Le regalé a mi hijo pequeño (a.k.a Bufón, también conocido por Google o Siri) un mapa de rascar, como la lotería de rasca y gana, para que vaya marcando los países en los que ha estado. En abril se va de Erasmus a Alemania unos días, podrá rascar un lugar más.
Aquí estoy, haciéndome a la idea de que dentro de nada se van a ir. El mundo ya no tiene límites para esta generación. China, Canadá, Australia, Argentina o Finlandia, todo les suena aquí al lado, a un clic de su teléfono móvil. Tienen más información en su palma de la mano de la que sus padres y sus abuelos todos juntos podríamos haber conocido en toda la vida. Su objetivo es todo el planeta, este que está entrando en guerra consigo mismo. Se lo imaginan sin límites, porque no conocen bien lo que hay al otro lado, la cara fea de salir de casa a un lugar con inseguridad, a un país en el que no entienden ni una palabra del idioma, sin todas las comodidades del mundo, como agua corriente y luz. Sólo han visto el vídeo de promoción, con sus sonrisas profiden y sus días de sol y playa.

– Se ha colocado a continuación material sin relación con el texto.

//! Single rollout worker: one environment plus an inference copy of the policy.

use std::panic::{self, AssertUnwindSafe};

use burn::module::Module;
use burn::record::{BinBytesRecorder, FullPrecisionSettings, Recorder};
use burn::tensor::backend::Backend;

use super::sample_batch::SampleBatch;
use crate::algorithms::action_policy::CategoricalOutput;
use crate::algorithms::model::{batch_tensor, read_floats, read_scalar, ActorCriticConfig, ActorCriticNet};
use crate::config::{AlgorithmConfig, ConfigError};
use crate::core::WeightsSlot;
use crate::environment::{make_env, Env};
use crate::error::RlError;

/// Env seeds of different workers are spaced this far apart.
const WORKER_SEED_STRIDE: u64 = 10_000;

/// Steps an environment with the current policy and records fragments.
///
/// Runs on the inner (non-autodiff) backend. The episode in progress carries
/// over between `sample` calls.
pub struct RolloutWorker<B: Backend> {
    worker_id: usize,
    env: Box<dyn Env>,
    model: ActorCriticNet<B>,
    device: B::Device,
    rng: fastrand::Rng,
    gamma: f32,
    obs: Vec<f32>,
    episode_return: f32,
    episode_len: usize,
    weights_version: u64,
}

impl<B: Backend> RolloutWorker<B> {
    /// Create a worker with a freshly initialized policy.
    pub fn new(worker_id: usize, config: &AlgorithmConfig, device: B::Device) -> Result<Self, RlError> {
        let env_name = config.env.as_deref().ok_or(ConfigError::MissingEnvironment)?;
        let seed = config
            .seed
            .map(|s| s.wrapping_add(worker_id as u64 * WORKER_SEED_STRIDE))
            .unwrap_or_else(rand::random);

        let mut env = make_env(env_name, seed)?;
        let model = ActorCriticConfig::new(env.obs_size(), env.n_actions(), config.fcnet_hiddens.clone())
            .init::<B>(&device);
        let obs = env.reset();

        Ok(Self {
            worker_id,
            env,
            model,
            device,
            rng: fastrand::Rng::with_seed(seed),
            gamma: config.gamma,
            obs,
            episode_return: 0.0,
            episode_len: 0,
            weights_version: 0,
        })
    }

    /// Worker index; 0 is the local worker.
    pub fn worker_id(&self) -> usize {
        self.worker_id
    }

    /// Observation length of the environment.
    pub fn obs_size(&self) -> usize {
        self.env.obs_size()
    }

    /// Replace the policy.
    pub fn set_model(&mut self, model: ActorCriticNet<B>) {
        self.model = model;
    }

    /// Current policy.
    pub fn model(&self) -> &ActorCriticNet<B> {
        &self.model
    }

    /// Load weights recorded with `BinBytesRecorder<FullPrecisionSettings>`.
    ///
    /// Malformed bytes are an error, not a panic: the worker keeps its
    /// current weights and stays usable.
    pub fn load_weights(&mut self, bytes: &[u8]) -> Result<(), RlError> {
        let recorder = BinBytesRecorder::<FullPrecisionSettings>::default();
        let device = &self.device;
        let loaded = panic::catch_unwind(AssertUnwindSafe(|| {
            Recorder::<B>::load::<<ActorCriticNet<B> as Module<B>>::Record>(&recorder, bytes.to_vec(), device)
        }));
        let record = match loaded {
            Ok(record) => record.map_err(|e| RlError::Weights(format!("{:?}", e)))?,
            Err(_) => return Err(RlError::Weights("recorder panicked on malformed weights".to_string())),
        };
        self.model = self.model.clone().load_record(record);
        Ok(())
    }

    /// Load weights from `slot` if a newer version was published.
    pub fn sync_from(&mut self, slot: &WeightsSlot) -> Result<bool, RlError> {
        match slot.get_if_newer(self.weights_version) {
            Some((version, bytes)) => {
                self.load_weights(&bytes)?;
                self.weights_version = version;
                Ok(true)
            }
            None => Ok(false),
        }
    }

    /// Collect `n_steps` transitions as a single fragment.
    pub fn sample(&mut self, n_steps: usize) -> Result<SampleBatch, RlError> {
        let obs_size = self.env.obs_size();
        let mut batch = SampleBatch::with_capacity(obs_size, n_steps);
        let mut last_done = false;

        for _ in 0..n_steps {
            let obs_tensor = batch_tensor::<B>(&self.obs, obs_size, &self.device);
            let (logits, value) = self.model.forward(obs_tensor);
            let (actions, log_probs) = CategoricalOutput::new(logits).sample(&mut self.rng)?;
            let value = read_scalar(value)?;
            let action = actions[0];

            let step = self.env.step(action);
            self.episode_return += step.reward;
            self.episode_len += 1;

            // A time limit is not a true terminal: fold the bootstrap into the
            // reward so the done flag can still cut the trace.
            let mut reward = step.reward;
            if step.truncated {
                reward += self.gamma * self.value_of(&step.observation)?;
            }

            let done = step.done();
            batch.push(&self.obs, action, reward, done, log_probs[0], value);

            if done {
                batch.push_episode(self.episode_return, self.episode_len);
                self.episode_return = 0.0;
                self.episode_len = 0;
                self.obs = self.env.reset();
            } else {
                self.obs = step.observation;
            }
            last_done = done;
        }

        let last_value = if last_done || batch.is_empty() {
            0.0
        } else {
            self.value_of(&self.obs)?
        };
        batch.end_fragment(last_value);

        Ok(batch)
    }

    /// Action for a single observation, sampled or greedy.
    pub fn compute_action(&mut self, obs: &[f32], explore: bool) -> Result<usize, RlError> {
        let expected = self.env.obs_size();
        if obs.len() != expected {
            return Err(RlError::ObservationSize {
                expected,
                actual: obs.len(),
            });
        }
        let (logits, _) = self.model.forward(batch_tensor::<B>(obs, expected, &self.device));
        let dist = CategoricalOutput::new(logits);
        let actions = if explore {
            dist.sample(&mut self.rng)?.0
        } else {
            dist.greedy()?
        };
        actions
            .first()
            .copied()
            .ok_or_else(|| RlError::Tensor("empty action batch".to_string()))
    }

    fn value_of(&self, obs: &[f32]) -> Result<f32, RlError> {
        let values = self.model.values(batch_tensor::<B>(obs, obs.len(), &self.device));
        read_floats(values)?
            .first()
            .copied()
            .ok_or_else(|| RlError::Tensor("empty value batch".to_string()))
    }
}

#[cfg(test)]
mod tests {
    use super::*;
    use crate::config::PPOConfig;
    use burn::backend::ndarray::NdArrayDevice;
    use burn::backend::NdArray;

    type B = NdArray<f32>;

    fn config() -> AlgorithmConfig {
        PPOConfig::new()
            .environment("CartPole-v1")
            .with_fcnet_hiddens(vec![8])
            .debugging(3)
    }

    #[test]
    fn test_sample_fragment() {
        let mut worker = RolloutWorker::<B>::new(0, &config(), Default::default()).unwrap();
        let batch = worker.sample(64).unwrap();

        assert_eq!(batch.len(), 64);
        assert_eq!(batch.obs.len(), 64 * 4);
        assert_eq!(batch.fragments.len(), 1);
        assert_eq!(batch.fragments[0].len, 64);
        assert!(batch.actions.iter().all(|&a| a < 2));
        assert!(batch.log_probs.iter().all(|&lp| lp <= 0.0));

        // Every done flag closes exactly one episode.
        let dones = batch.dones.iter().filter(|&&d| d).count();
        assert_eq!(dones, batch.num_episodes());
        assert!(batch.episode_lengths.iter().sum::<usize>() <= 64);
        if *batch.dones.last().unwrap() {
            assert_eq!(batch.fragments[0].last_value, 0.0);
        }
    }

    #[test]
    fn test_episode_carries_over() {
        let mut worker = RolloutWorker::<B>::new(0, &config(), Default::default()).unwrap();
        let a = worker.sample(5).unwrap();
        let b = worker.sample(5).unwrap();
        // The first observation of `b` continues where `a` left off.
        if !a.dones[4] {
            assert_ne!(&b.obs[..4], &a.obs[16..20]);
        }
        assert_eq!(b.len(), 5);
    }

    #[test]
    fn test_load_weights_roundtrip() {
        let device = NdArrayDevice::Cpu;
        let mut source = RolloutWorker::<B>::new(0, &config(), device).unwrap();
        let mut target = RolloutWorker::<B>::new(1, &config(), device).unwrap();

        let recorder = BinBytesRecorder::<FullPrecisionSettings>::default();
        let bytes = recorder.record(source.model().clone().into_record(), ()).unwrap();
        target.load_weights(&bytes).unwrap();

        let obs = [0.01, -0.02, 0.03, 0.0];
        assert_eq!(source.value_of(&obs).unwrap(), target.value_of(&obs).unwrap());
        assert_eq!(
            source.compute_action(&obs, false).unwrap(),
            target.compute_action(&obs, false).unwrap()
        );
    }

    #[test]
    fn test_malformed_weights_keep_worker_usable() {
        let mut worker = RolloutWorker::<B>::new(0, &config(), NdArrayDevice::Cpu).unwrap();
        let obs = [0.01, -0.02, 0.03, 0.0];
        let before = worker.value_of(&obs).unwrap();

        let slot = WeightsSlot::new();
        slot.publish(vec![0xde, 0xad, 0xbe, 0xef]);
        assert!(matches!(worker.sync_from(&slot), Err(RlError::Weights(_))));
        // Version not taken, weights untouched.
        assert_eq!(worker.value_of(&obs).unwrap(), before);
        assert_eq!(worker.sample(8).unwrap().len(), 8);
    }

    #[test]
    fn test_sync_from_slot() {
        let device = NdArrayDevice::Cpu;
        let source = RolloutWorker::<B>::new(0, &config(), device).unwrap();
        let mut target = RolloutWorker::<B>::new(1, &config(), device).unwrap();

        let slot = WeightsSlot::new();
        assert!(!target.sync_from(&slot).unwrap());

        let recorder = BinBytesRecorder::<FullPrecisionSettings>::default();
        slot.publish(recorder.record(source.model().clone().into_record(), ()).unwrap());
        assert!(target.sync_from(&slot).unwrap());
        assert!(!target.sync_from(&slot).unwrap());
    }

    #[test]
    fn test_compute_action_checks_size() {
        let mut worker = RolloutWorker::<B>::new(0, &config(), Default::default()).unwrap();
        assert!(matches!(
            worker.compute_action(&[0.0; 3], true),
            Err(RlError::ObservationSize { expected: 4, actual: 3 })
        ));
        assert!(worker.compute_action(&[0.0; 4], true).unwrap() < 2);
    }
}
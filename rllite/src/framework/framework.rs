//! Framework names.
//!
//! A framework is the numerical backend an algorithm's policy runs on:
//!
//! | name    | Burn backend          | availability            |
//! |---------|-----------------------|-------------------------|
//! | `torch` | `Autodiff<NdArray>`   | always                  |
//! | `tf`    | `Autodiff<Wgpu>`      | `wgpu` cargo feature    |

use serde::{Deserialize, Serialize};
use std::fmt;
use std::str::FromStr;

use crate::error::RlError;

/// Environment flag that suppresses the guarded import of the `tf` backend.
pub const NO_TF_IMPORT_ENV: &str = "RLLITE_TEST_NO_TF_IMPORT";

/// Numerical backend an algorithm runs on.
#[derive(Debug, Clone, Copy, Default, PartialEq, Eq, PartialOrd, Ord, Hash, Serialize, Deserialize)]
#[serde(rename_all = "lowercase")]
pub enum Framework {
    /// Eager CPU execution (Burn `NdArray`).
    #[default]
    Torch,
    /// GPU execution (Burn `Wgpu`).
    #[serde(alias = "tf2")]
    Tf,
}

impl Framework {
    /// All frameworks, in declaration order.
    pub const ALL: [Framework; 2] = [Framework::Torch, Framework::Tf];

    /// Short user-facing name.
    pub fn as_str(&self) -> &'static str {
        match self {
            Framework::Torch => "torch",
            Framework::Tf => "tf",
        }
    }

    /// Name of the backend "module" as it appears in the import table.
    pub fn module_name(&self) -> &'static str {
        match self {
            Framework::Torch => "torch",
            Framework::Tf => "tensorflow",
        }
    }

    /// Whether the backend for this framework was compiled in.
    pub fn is_compiled(&self) -> bool {
        match self {
            Framework::Torch => true,
            Framework::Tf => cfg!(feature = "wgpu"),
        }
    }
}

impl fmt::Display for Framework {
    fn fmt(&self, f: &mut fmt::Formatter<'_>) -> fmt::Result {
        f.write_str(self.as_str())
    }
}

impl FromStr for Framework {
    type Err = RlError;

    fn from_str(s: &str) -> Result<Self, Self::Err> {
        match s.trim().to_ascii_lowercase().as_str() {
            "torch" => Ok(Framework::Torch),
            "tf" | "tf2" => Ok(Framework::Tf),
            other => Err(RlError::UnknownFramework(other.to_string())),
        }
    }
}

#[cfg(test)]
mod tests {
    use super::*;

    #[test]
    fn test_parse_names() {
        assert_eq!("torch".parse::<Framework>().unwrap(), Framework::Torch);
        assert_eq!("TF2".parse::<Framework>().unwrap(), Framework::Tf);
        assert_eq!(" tf ".parse::<Framework>().unwrap(), Framework::Tf);
        assert!(matches!(
            "jax".parse::<Framework>(),
            Err(RlError::UnknownFramework(name)) if name == "jax"
        ));
    }

    #[test]
    fn test_display_round_trips() {
        for fw in Framework::ALL {
            assert_eq!(fw.to_string().parse::<Framework>().unwrap(), fw);
        }
    }

    #[test]
    fn test_torch_always_compiled() {
        assert!(Framework::Torch.is_compiled());
        assert_eq!(Framework::Tf.is_compiled(), cfg!(feature = "wgpu"));
    }

    #[test]
    fn test_default_is_torch() {
        assert_eq!(Framework::default(), Framework::Torch);
    }

    #[test]
    fn test_serde_lowercase() {
        let json = serde_json::to_string(&Framework::Tf).unwrap();
        assert_eq!(json, "\"tf\"");
        let fw: Framework = serde_json::from_str("\"tf2\"").unwrap();
        assert_eq!(fw, Framework::Tf);
    }
}
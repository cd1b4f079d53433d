//! Versioned slot for serialized policy weights.
//!
//! The trainer records the trained model to bytes once per iteration and
//! publishes them here; remote rollout workers load the bytes before their
//! next fragment if the version moved.
//!
//! ```text
//! Trainer thread                          Rollout thread
//! ┌──────────────────┐                     ┌──────────────────┐
//! │ optimizer.step() │                     │ inference model  │
//! │       ↓          │                     │       ↑          │
//! │ recorder.record()│                     │ recorder.load()  │
//! │       ↓          │                     │       ↑          │
//! │   Vec<u8>  ────────WeightsSlot───────→ │  Arc<Vec<u8>>    │
//! └──────────────────┘                     └──────────────────┘
//! ```

use parking_lot::Mutex;
use std::sync::atomic::{AtomicU64, Ordering};
use std::sync::Arc;

/// Latest serialized weights plus a monotonically increasing version.
///
/// Bytes are shared behind an `Arc`, so every worker reads the same buffer.
pub struct WeightsSlot {
    bytes: Mutex<Option<Arc<Vec<u8>>>>,
    version: AtomicU64,
}

impl WeightsSlot {
    /// Empty slot at version 0.
    pub fn new() -> Self {
        Self {
            bytes: Mutex::new(None),
            version: AtomicU64::new(0),
        }
    }

    /// Current version. 0 means nothing was published yet.
    pub fn version(&self) -> u64 {
        self.version.load(Ordering::Acquire)
    }

    /// Publish new weights and return the new version.
    pub fn publish(&self, bytes: Vec<u8>) -> u64 {
        let mut guard = self.bytes.lock();
        *guard = Some(Arc::new(bytes));
        self.version.fetch_add(1, Ordering::AcqRel) + 1
    }

    /// Latest weights with their version.
    pub fn get(&self) -> Option<(u64, Arc<Vec<u8>>)> {
        let guard = self.bytes.lock();
        guard.as_ref().map(|b| (self.version(), Arc::clone(b)))
    }

    /// Weights newer than `seen`, if any.
    pub fn get_if_newer(&self, seen: u64) -> Option<(u64, Arc<Vec<u8>>)> {
        if self.version() <= seen {
            return None;
        }
        self.get()
    }
}

impl Default for WeightsSlot {
    fn default() -> Self {
        Self::new()
    }
}

/// Shared weights slot.
pub type SharedWeightsSlot = Arc<WeightsSlot>;

/// Create a shared, empty weights slot.
pub fn weights_slot() -> SharedWeightsSlot {
    Arc::new(WeightsSlot::new())
}

#[cfg(test)]
mod tests {
    use super::*;
    use std::thread;

    #[test]
    fn test_publish_and_get() {
        let slot = WeightsSlot::new();
        assert!(slot.get().is_none());
        assert_eq!(slot.version(), 0);

        assert_eq!(slot.publish(vec![1, 2, 3]), 1);
        let (version, bytes) = slot.get().unwrap();
        assert_eq!(version, 1);
        assert_eq!(bytes.as_slice(), &[1, 2, 3]);

        // Reading does not consume.
        assert!(slot.get().is_some());
    }

    #[test]
    fn test_get_if_newer() {
        let slot = WeightsSlot::new();
        assert!(slot.get_if_newer(0).is_none());

        slot.publish(vec![1]);
        assert!(slot.get_if_newer(0).is_some());
        assert!(slot.get_if_newer(1).is_none());

        slot.publish(vec![2]);
        let (version, bytes) = slot.get_if_newer(1).unwrap();
        assert_eq!(version, 2);
        assert_eq!(bytes.as_slice(), &[2]);
    }

    #[test]
    fn test_concurrent_readers() {
        let slot = weights_slot();
        slot.publish(vec![7; 64]);

        let handles: Vec<_> = (0..4)
            .map(|_| {
                let slot = Arc::clone(&slot);
                thread::spawn(move || slot.get().map(|(_, b)| b.len()))
            })
            .collect();

        for h in handles {
            assert_eq!(h.join().unwrap(), Some(64));
        }
    }
}
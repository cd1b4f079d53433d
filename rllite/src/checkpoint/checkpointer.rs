//! Checkpoints taken while training.
//!
//! A checkpointer owns a root directory. Every `frequency` iterations it
//! writes `checkpoint_<iteration>/` (see [`files`](super::files)), prunes
//! all but the newest `num_to_keep`, and mirrors the highest mean episode
//! reward seen so far into `best/`.

use std::collections::VecDeque;
use std::fs;
use std::path::{Path, PathBuf};

use super::files::{policy_path, CheckpointError, STATE_FILE};
use crate::algorithm::Trainable;
use crate::error::RlError;

const BEST_DIR: &str = "best";
const PREFIX: &str = "checkpoint_";

/// When and where to checkpoint.
#[derive(Debug, Clone, PartialEq)]
pub struct CheckpointerConfig {
    pub root: PathBuf,
    /// Iterations between checkpoints. 0 disables periodic saves.
    pub frequency: usize,
    /// Periodic checkpoints kept on disk. `None` keeps all of them.
    pub num_to_keep: Option<usize>,
    /// Mirror the best-scoring iteration into `best/`.
    pub keep_best: bool,
}

impl CheckpointerConfig {
    /// Checkpoint under `root` every 10 iterations, keeping the last 5.
    pub fn new(root: impl Into<PathBuf>) -> Self {
        Self {
            root: root.into(),
            frequency: 10,
            num_to_keep: Some(5),
            keep_best: true,
        }
    }

    pub fn every(mut self, iterations: usize) -> Self {
        self.frequency = iterations;
        self
    }

    pub fn keep(mut self, num_to_keep: Option<usize>) -> Self {
        self.num_to_keep = num_to_keep;
        self
    }

    pub fn keep_best(mut self, keep_best: bool) -> Self {
        self.keep_best = keep_best;
        self
    }
}

/// A checkpoint directory on disk.
#[derive(Debug, Clone, PartialEq)]
pub struct CheckpointInfo {
    pub path: PathBuf,
    pub iteration: usize,
    /// Mean episode reward when saved; `None` for checkpoints found by scanning.
    pub score: Option<f32>,
}

/// Periodic checkpoints of one training run.
#[derive(Debug)]
pub struct Checkpointer {
    config: CheckpointerConfig,
    saved: VecDeque<CheckpointInfo>,
    best: Option<CheckpointInfo>,
}

impl Checkpointer {
    /// Creates `config.root` if needed.
    pub fn new(config: CheckpointerConfig) -> Result<Self, CheckpointError> {
        fs::create_dir_all(&config.root)?;
        Ok(Self {
            config,
            saved: VecDeque::new(),
            best: None,
        })
    }

    pub fn config(&self) -> &CheckpointerConfig {
        &self.config
    }

    /// Whether iteration `iteration` is due for a checkpoint.
    pub fn is_due(&self, iteration: usize) -> bool {
        let every = self.config.frequency;
        every > 0 && iteration > 0 && iteration % every == 0
    }

    pub fn path_for(&self, iteration: usize) -> PathBuf {
        self.config.root.join(format!("{}{:06}", PREFIX, iteration))
    }

    pub fn best_path(&self) -> PathBuf {
        self.config.root.join(BEST_DIR)
    }

    /// Best checkpoint written by this checkpointer.
    pub fn best(&self) -> Option<&CheckpointInfo> {
        self.best.as_ref()
    }

    /// Checkpoint `algo` at its current iteration.
    pub fn save(&mut self, algo: &dyn Trainable, score: Option<f32>) -> Result<CheckpointInfo, RlError> {
        let iteration = algo.iteration();
        let info = CheckpointInfo {
            path: algo.save_checkpoint(&self.path_for(iteration))?,
            iteration,
            score,
        };
        log::debug!("checkpoint {} written to {}", iteration, info.path.display());

        let improved = match (score.filter(|s| s.is_finite()), &self.best) {
            (Some(s), Some(best)) => best.score.map_or(true, |b| s > b),
            (Some(_), None) => true,
            (None, _) => false,
        };
        if self.config.keep_best && improved {
            let path = algo.save_checkpoint(&self.best_path())?;
            self.best = Some(CheckpointInfo { path, ..info.clone() });
        }

        self.saved.push_back(info.clone());
        self.prune();
        Ok(info)
    }

    /// Periodic checkpoints under the root, oldest first.
    pub fn scan(&self) -> Result<Vec<CheckpointInfo>, CheckpointError> {
        let mut found = Vec::new();
        for entry in fs::read_dir(&self.config.root)? {
            let path = entry?.path();
            let iteration = path
                .file_name()
                .and_then(|name| name.to_str())
                .and_then(|name| name.strip_prefix(PREFIX))
                .and_then(|suffix| suffix.parse().ok());
            if let Some(iteration) = iteration.filter(|_| path.is_dir()) {
                found.push(CheckpointInfo {
                    path,
                    iteration,
                    score: None,
                });
            }
        }
        found.sort_by_key(|c| c.iteration);
        Ok(found)
    }

    pub fn latest(&self) -> Result<CheckpointInfo, CheckpointError> {
        self.scan()?.pop().ok_or(CheckpointError::NoCheckpoints)
    }

    /// Resume `algo` from the newest checkpoint under the root.
    pub fn restore_latest(&self, algo: &mut dyn Trainable) -> Result<CheckpointInfo, RlError> {
        let latest = self.latest()?;
        algo.restore_checkpoint(&latest.path)?;
        Ok(latest)
    }

    fn prune(&mut self) {
        let Some(keep) = self.config.num_to_keep else {
            return;
        };
        while self.saved.len() > keep {
            let Some(old) = self.saved.pop_front() else {
                break;
            };
            if let Err(e) = fs::remove_dir_all(&old.path) {
                log::warn!("could not prune {}: {}", old.path.display(), e);
            }
        }
    }
}

/// Whether `dir` holds both checkpoint files.
pub fn is_checkpoint_dir(dir: &Path) -> bool {
    policy_path(dir).is_file() && dir.join(STATE_FILE).is_file()
}

#[cfg(test)]
mod tests {
    use super::*;
    use tempfile::tempdir;

    #[test]
    fn test_config_builder() {
        let config = CheckpointerConfig::new("runs/a").every(5).keep(None).keep_best(false);
        assert_eq!(config.root, PathBuf::from("runs/a"));
        assert_eq!(config.frequency, 5);
        assert_eq!(config.num_to_keep, None);
        assert!(!config.keep_best);
    }

    #[test]
    fn test_is_due() {
        let dir = tempdir().unwrap();
        let checkpointer = Checkpointer::new(CheckpointerConfig::new(dir.path()).every(2)).unwrap();
        let due: Vec<_> = (0..6).filter(|&i| checkpointer.is_due(i)).collect();
        assert_eq!(due, vec![2, 4]);

        let never = Checkpointer::new(CheckpointerConfig::new(dir.path()).every(0)).unwrap();
        assert!(!never.is_due(10));
    }

    #[test]
    fn test_scan_ignores_other_entries() {
        let dir = tempdir().unwrap();
        let checkpointer = Checkpointer::new(CheckpointerConfig::new(dir.path())).unwrap();
        assert!(matches!(checkpointer.latest(), Err(CheckpointError::NoCheckpoints)));

        fs::create_dir_all(checkpointer.path_for(10)).unwrap();
        fs::create_dir_all(checkpointer.path_for(2)).unwrap();
        fs::create_dir_all(checkpointer.best_path()).unwrap();
        fs::write(dir.path().join("checkpoint_000003"), b"not a dir").unwrap();

        let found = checkpointer.scan().unwrap();
        assert_eq!(found.iter().map(|c| c.iteration).collect::<Vec<_>>(), vec![2, 10]);
        assert_eq!(checkpointer.latest().unwrap().iteration, 10);
        // Empty directories are not checkpoints.
        assert!(!is_checkpoint_dir(&found[0].path));
    }

    #[test]
    fn test_creates_nested_root() {
        let dir = tempdir().unwrap();
        let root = dir.path().join("runs/ppo/checkpoints");
        Checkpointer::new(CheckpointerConfig::new(&root)).unwrap();
        assert!(root.is_dir());
    }
}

Nosotros vivimos en un lugar tan pequeño y falto de encanto (clima riguroso, empresas pequeñas y otras desgracias que no vienen a cuento), que tengo claro que en cuanto puedan deben irse de aquí. Se me irán, lo asumo y lo temo. Porque cuando uno se va de un sitio como este, nunca regresa.Y, aunque le tengo pánico a que se vayan y se olviden de volver, a cada uno de mis hijos le he regalado un mapamundi para que vayan señalando los países que han visitado (pocos, muy pocos, mi autónomo apenas tiene cinco días de vacaciones al año), para que lo conquisten a su ritmo, para que exploren, conozcan, sepan, gusten, detesten, aprendan, para que sueñen con otros lugares e imaginen otras vidas.
Debemos darles alas para marcharse y raíces para volver. Espero, pues, que vuelen adonde quieran, mejor si los padres pudiéramos llegar en tren y con un idioma más o menos reconocible, mejor si ellos dos están cerca, porque se quieren, se ayudan, se necesitan. Y entonces nosotros nos instalaremos a su lado para no perdernos nada de sus vidas y de nuestros nietos. Así que también yo acaricio el planeta con ojitos de amor, a saber dónde terminarán mis huesos.
En fin, las raíces llevo trabajándomelas desde hace 20 años y las alas llevo poniéndoselas desde hace ya tiempo, como si no me importara que se marcharan al quinto pino, luciendo sonrisa y empujándoles al borde del nido, fingiendo estar segura de lo que hago. Vete haciendo a la idea, princesa, necesitaremos maletas.